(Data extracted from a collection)
--

/// Configuration management for the API server
///
/// This module loads configuration from environment variables once at
/// startup. The resulting `Config` is immutable and shared through `Arc`.
///
/// # Environment Variables
///
/// - `API_HOST` / `API_PORT`: bind address (default: 0.0.0.0:8080)
/// - `API_CORS_ORIGINS`: comma-separated origins (default: `*`)
/// - `API_PRODUCTION`: production mode (default: false)
/// - `DATABASE_URL`: PostgreSQL connection string (required)
/// - `DATABASE_MAX_CONNECTIONS`: pool size (default: 10)
/// - `IDENTITY_JWT_SECRET`: identity-service token secret, at least 32 characters
/// - `IDENTITY_JWT_AUDIENCE`: expected token audience (default: authenticated)
/// - `IDENTITY_SERVICE_URL` / `IDENTITY_SERVICE_KEY`: remote verification
/// - `SESSION_COOKIE_NAME`: session cookie (default: rd-access-token)
/// - `ACCOUNT_GRACE_PERIOD_SECS`: creator grace window, `0` or `unbounded` (default: 600)
/// - `CRON_SECRET_TOKEN`: scheduled-job secret, required in production
/// - `WEBHOOK_SIGNING_SECRET`: HMAC-SHA256 webhook secret
/// - `WEBHOOK_SIGNATURE_HEADER`: signature header (default: x-webhook-signature)
/// - `AUDIT_RETENTION_DAYS`: audit retention (default: 90)
///
/// Exactly one of `IDENTITY_JWT_SECRET` and `IDENTITY_SERVICE_URL` must be set.
///
/// # Example
///
/// ```no_run
/// use reviewdesk_api::config::Config;
///
/// # fn example() -> anyhow::Result<()> {
/// let config = Config::from_env()?;
/// println!("Server will listen on {}", config.bind_address());
/// # Ok(())
/// # }
/// ```

use std::env;

use reviewdesk_shared::auth::{
    resolver::DEFAULT_SESSION_COOKIE,
    side_channel::DEFAULT_SIGNATURE_HEADER,
    tenant::GracePeriod,
};

/// Complete application configuration
#[derive(Debug, Clone)]
pub struct Config {
    pub api: ApiConfig,
    pub database: DatabaseConfig,
    pub identity: IdentityConfig,
    pub tenancy: TenancyConfig,
    pub cron: CronConfig,
    pub webhooks: WebhookConfig,
    pub audit: AuditConfig,
}

/// API server configuration
#[derive(Debug, Clone)]
pub struct ApiConfig {
    pub host: String,
    pub port: u16,

    /// Allowed CORS origins, `*` for any
    pub cors_origins: Vec<String>,

    /// Enables HSTS and makes the cron secret mandatory
    pub production: bool,
}

/// Database configuration
#[derive(Debug, Clone)]
pub struct DatabaseConfig {
    pub url: String,
    pub max_connections: u32,
}

/// How user credentials are verified
#[derive(Debug, Clone, PartialEq, Eq)]
pub enum IdentityProvider {
    /// Local HS256 verification
    Jwt { secret: String, audience: String },

    /// Ask the identity service
    Remote { url: String, service_key: String },
}

/// Identity configuration
#[derive(Debug, Clone)]
pub struct IdentityConfig {
    pub provider: IdentityProvider,
    pub session_cookie: String,
}

/// Tenant resolution configuration
#[derive(Debug, Clone)]
pub struct TenancyConfig {
    pub grace_period: GracePeriod,
}

/// Scheduled-job configuration
#[derive(Debug, Clone)]
pub struct CronConfig {
    pub secret: Option<String>,
}

/// Inbound webhook configuration
#[derive(Debug, Clone)]
pub struct WebhookConfig {
    pub signing_secret: Option<String>,
    pub signature_header: String,
}

/// Audit configuration
#[derive(Debug, Clone)]
pub struct AuditConfig {
    pub retention_days: i64,
}

impl Config {
    /// Loads configuration from environment variables
    ///
    /// # Errors
    ///
    /// Returns an error if:
    /// - Required environment variables are missing
    /// - Environment variables have invalid values
    /// - Both or neither identity providers are configured
    /// - Production mode is enabled without `CRON_SECRET_TOKEN`
    pub fn from_env() -> anyhow::Result<Self> {
        // Load .env file if present (for development)
        dotenvy::dotenv().ok();

        Self::from_vars(|key| env::var(key).ok())
    }

    /// Loads configuration through an arbitrary variable lookup
    pub fn from_vars<F>(lookup: F) -> anyhow::Result<Self>
    where
        F: Fn(&str) -> Option<String>,
    {
        let var = |key: &str| lookup(key).map(|v| v.trim().to_string()).filter(|v| !v.is_empty());

        let host = var("API_HOST").unwrap_or_else(|| "0.0.0.0".to_string());
        let port = var("API_PORT")
            .unwrap_or_else(|| "8080".to_string())
            .parse::<u16>()?;

        let cors_origins = var("API_CORS_ORIGINS")
            .unwrap_or_else(|| "*".to_string())
            .split(',')
            .map(|o| o.trim().to_string())
            .filter(|o| !o.is_empty())
            .collect();

        let production = match var("API_PRODUCTION") {
            Some(v) => parse_bool("API_PRODUCTION", &v)?,
            None => false,
        };

        let database_url = var("DATABASE_URL")
            .ok_or_else(|| anyhow::anyhow!("DATABASE_URL environment variable is required"))?;

        let max_connections = var("DATABASE_MAX_CONNECTIONS")
            .unwrap_or_else(|| "10".to_string())
            .parse::<u32>()?;

        let provider = match (var("IDENTITY_JWT_SECRET"), var("IDENTITY_SERVICE_URL")) {
            (Some(secret), None) => {
                if secret.len() < 32 {
                    anyhow::bail!("IDENTITY_JWT_SECRET must be at least 32 characters long");
                }
                IdentityProvider::Jwt {
                    secret,
                    audience: var("IDENTITY_JWT_AUDIENCE")
                        .unwrap_or_else(|| "authenticated".to_string()),
                }
            }
            (None, Some(url)) => IdentityProvider::Remote {
                url,
                service_key: var("IDENTITY_SERVICE_KEY").ok_or_else(|| {
                    anyhow::anyhow!("IDENTITY_SERVICE_KEY is required with IDENTITY_SERVICE_URL")
                })?,
            },
            (Some(_), Some(_)) => {
                anyhow::bail!("Set only one of IDENTITY_JWT_SECRET and IDENTITY_SERVICE_URL")
            }
            (None, None) => {
                anyhow::bail!("One of IDENTITY_JWT_SECRET or IDENTITY_SERVICE_URL is required")
            }
        };

        let grace_period = match var("ACCOUNT_GRACE_PERIOD_SECS") {
            Some(raw) => GracePeriod::parse(&raw).ok_or_else(|| {
                anyhow::anyhow!(
                    "ACCOUNT_GRACE_PERIOD_SECS must be a non-negative number of seconds or 'unbounded'"
                )
            })?,
            None => GracePeriod::default(),
        };

        let cron_secret = var("CRON_SECRET_TOKEN");
        if production && cron_secret.is_none() {
            anyhow::bail!("CRON_SECRET_TOKEN is required when API_PRODUCTION=true");
        }

        let retention_days = var("AUDIT_RETENTION_DAYS")
            .unwrap_or_else(|| "90".to_string())
            .parse::<i64>()?;
        if retention_days < 1 {
            anyhow::bail!("AUDIT_RETENTION_DAYS must be at least 1");
        }

        Ok(Self {
            api: ApiConfig {
                host,
                port,
                cors_origins,
                production,
            },
            database: DatabaseConfig {
                url: database_url,
                max_connections,
            },
            identity: IdentityConfig {
                provider,
                session_cookie: var("SESSION_COOKIE_NAME")
                    .unwrap_or_else(|| DEFAULT_SESSION_COOKIE.to_string()),
            },
            tenancy: TenancyConfig { grace_period },
            cron: CronConfig {
                secret: cron_secret,
            },
            webhooks: WebhookConfig {
                signing_secret: var("WEBHOOK_SIGNING_SECRET"),
                signature_header: var("WEBHOOK_SIGNATURE_HEADER")
                    .unwrap_or_else(|| DEFAULT_SIGNATURE_HEADER.to_string()),
            },
            audit: AuditConfig { retention_days },
        })
    }

    /// Returns the server bind address
    pub fn bind_address(&self) -> String {
        format!("{}:{}", self.api.host, self.api.port)
    }
}

fn parse_bool(key: &str, value: &str) -> anyhow::Result<bool> {
    match value.to_ascii_lowercase().as_str() {
        "1" | "true" | "yes" => Ok(true),
        "0" | "false" | "no" => Ok(false),
        _ => anyhow::bail!("{} must be true or false", key),
    }
}

#[cfg(test)]
mod tests {
    use super::*;
    use chrono::Duration;
    use std::collections::HashMap;

    const SECRET: &str = "test-secret-key-at-least-32-bytes-long";

    fn load(pairs: &[(&str, &str)]) -> anyhow::Result<Config> {
        let vars: HashMap<String, String> = pairs
            .iter()
            .map(|(k, v)| (k.to_string(), v.to_string()))
            .collect();
        Config::from_vars(|key| vars.get(key).cloned())
    }

    #[test]
    fn test_defaults() {
        let config = load(&[
            ("DATABASE_URL", "postgresql://localhost/reviewdesk"),
            ("IDENTITY_JWT_SECRET", SECRET),
        ])
        .unwrap();

        assert_eq!(config.bind_address(), "0.0.0.0:8080");
        assert_eq!(config.api.cors_origins, vec!["*".to_string()]);
        assert!(!config.api.production);
        assert_eq!(config.database.max_connections, 10);
        assert_eq!(
            config.identity.provider,
            IdentityProvider::Jwt {
                secret: SECRET.to_string(),
                audience: "authenticated".to_string()
            }
        );
        assert_eq!(config.identity.session_cookie, "rd-access-token");
        assert_eq!(
            config.tenancy.grace_period,
            GracePeriod::Within(Duration::seconds(600))
        );
        assert!(config.cron.secret.is_none());
        assert_eq!(config.webhooks.signature_header, "x-webhook-signature");
        assert_eq!(config.audit.retention_days, 90);
    }

    #[test]
    fn test_database_url_required() {
        assert!(load(&[("IDENTITY_JWT_SECRET", SECRET)]).is_err());
    }

    #[test]
    fn test_exactly_one_identity_provider() {
        let base = ("DATABASE_URL", "postgresql://localhost/reviewdesk");

        assert!(load(&[base]).is_err());
        assert!(load(&[
            base,
            ("IDENTITY_JWT_SECRET", SECRET),
            ("IDENTITY_SERVICE_URL", "https://id.example"),
            ("IDENTITY_SERVICE_KEY", "key"),
        ])
        .is_err());
        assert!(load(&[base, ("IDENTITY_SERVICE_URL", "https://id.example")]).is_err());
        assert!(load(&[base, ("IDENTITY_JWT_SECRET", "short")]).is_err());

        let config = load(&[
            base,
            ("IDENTITY_SERVICE_URL", "https://id.example"),
            ("IDENTITY_SERVICE_KEY", "key"),
        ])
        .unwrap();
        assert!(matches!(config.identity.provider, IdentityProvider::Remote { .. }));
    }

    #[test]
    fn test_production_requires_cron_secret() {
        let base = [
            ("DATABASE_URL", "postgresql://localhost/reviewdesk"),
            ("IDENTITY_JWT_SECRET", SECRET),
            ("API_PRODUCTION", "true"),
        ];
        assert!(load(&base).is_err());

        let mut with_secret = base.to_vec();
        with_secret.push(("CRON_SECRET_TOKEN", "cron-secret"));
        let config = load(&with_secret).unwrap();
        assert!(config.api.production);
        assert_eq!(config.cron.secret.as_deref(), Some("cron-secret"));
    }

    #[test]
    fn test_grace_period_settings() {
        let base = [
            ("DATABASE_URL", "postgresql://localhost/reviewdesk"),
            ("IDENTITY_JWT_SECRET", SECRET),
        ];

        let mut vars = base.to_vec();
        vars.push(("ACCOUNT_GRACE_PERIOD_SECS", "0"));
        assert_eq!(load(&vars).unwrap().tenancy.grace_period, GracePeriod::Disabled);

        let mut vars = base.to_vec();
        vars.push(("ACCOUNT_GRACE_PERIOD_SECS", "unbounded"));
        assert_eq!(load(&vars).unwrap().tenancy.grace_period, GracePeriod::Unbounded);

        let mut vars = base.to_vec();
        vars.push(("ACCOUNT_GRACE_PERIOD_SECS", "soon"));
        assert!(load(&vars).is_err());
    }

    #[test]
    fn test_cors_origins_list() {
        let config = load(&[
            ("DATABASE_URL", "postgresql://localhost/reviewdesk"),
            ("IDENTITY_JWT_SECRET", SECRET),
            ("API_CORS_ORIGINS", "https://app.reviewdesk.example, https://admin.reviewdesk.example"),
        ])
        .unwrap();
        assert_eq!(config.api.cors_origins.len(), 2);
        assert_eq!(config.api.cors_origins[1], "https://admin.reviewdesk.example");
    }
}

--

The answer must be every line from the entries above that holds the string "Option".

    pub secret: Option<String>,
    pub signing_secret: Option<String>,
        F: Fn(&str) -> Option<String>,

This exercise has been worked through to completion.